- _Task brief_
Without skipping a line, reproduce the entries exactly.
+ + + + +
//! Configuration validation.
//!
//! # Responsibilities
//! - Semantic validation (serde handles syntactic)
//! - Check the chart frame leaves a plotting area
//! - Check axis ranges and the artifact path
//!
//! # Design Decisions
//! - Returns all validation errors, not just first
//! - Validation is pure function: ExplorerConfig → Result<(), Vec<ValidationError>>

use thiserror::Error;

use crate::config::schema::ExplorerConfig;

/// A single semantic problem in the configuration.
#[derive(Debug, Clone, PartialEq, Eq, Error)]
pub enum ValidationError {
    #[error("chart {width}x{height} leaves no plotting area")]
    NoPlotArea { width: u32, height: u32 },

    #[error("chart {axis} range must be finite with min < max")]
    InvalidRange { axis: &'static str },

    #[error("artifact path is empty")]
    EmptyArtifactPath,
}

pub fn validate_config(config: &ExplorerConfig) -> Result<(), Vec<ValidationError>> {
    let mut errors = Vec::new();
    let chart = &config.chart;

    if chart.plot_area().is_none() {
        errors.push(ValidationError::NoPlotArea {
            width: chart.width,
            height: chart.height,
        });
    }
    if !chart.x_range.is_valid() {
        errors.push(ValidationError::InvalidRange { axis: "x" });
    }
    if !chart.y_range.is_valid() {
        errors.push(ValidationError::InvalidRange { axis: "y" });
    }
    if config.artifact.path.trim().is_empty() {
        errors.push(ValidationError::EmptyArtifactPath);
    }

    if errors.is_empty() {
        Ok(())
    } else {
        Err(errors)
    }
}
+ + + + +
- _Response to the task_
//! Configuration validation.
//!
//! # Responsibilities
//! - Semantic validation (serde handles syntactic)
//! - Check the chart frame leaves a plotting area
//! - Check axis ranges and the artifact path
//!
//! # Design Decisions
//! - Returns all validation errors, not just first
//! - Validation is pure function: ExplorerConfig → Result<(), Vec<ValidationError>>

use thiserror::Error;

use crate::config::schema::ExplorerConfig;

/// A single semantic problem in the configuration.
#[derive(Debug, Clone, PartialEq, Eq, Error)]
pub enum ValidationError {
    #[error("chart {width}x{height} leaves no plotting area")]
    NoPlotArea { width: u32, height: u32 },

    #[error("chart {axis} range must be finite with min < max")]
    InvalidRange { axis: &'static str },

    #[error("artifact path is empty")]
    EmptyArtifactPath,
}

pub fn validate_config(config: &ExplorerConfig) -> Result<(), Vec<ValidationError>> {
    let mut errors = Vec::new();
    let chart = &config.chart;

    if chart.plot_area().is_none() {
        errors.push(ValidationError::NoPlotArea {
            width: chart.width,
            height: chart.height,
        });
    }
    if !chart.x_range.is_valid() {
        errors.push(ValidationError::InvalidRange { axis: "x" });
    }
    if !chart.y_range.is_valid() {
        errors.push(ValidationError::InvalidRange { axis: "y" });
    }
    if config.artifact.path.trim().is_empty() {
        errors.push(ValidationError::EmptyArtifactPath);
    }

    if errors.is_empty() {
        Ok(())
    } else {
        Err(errors)
    }
}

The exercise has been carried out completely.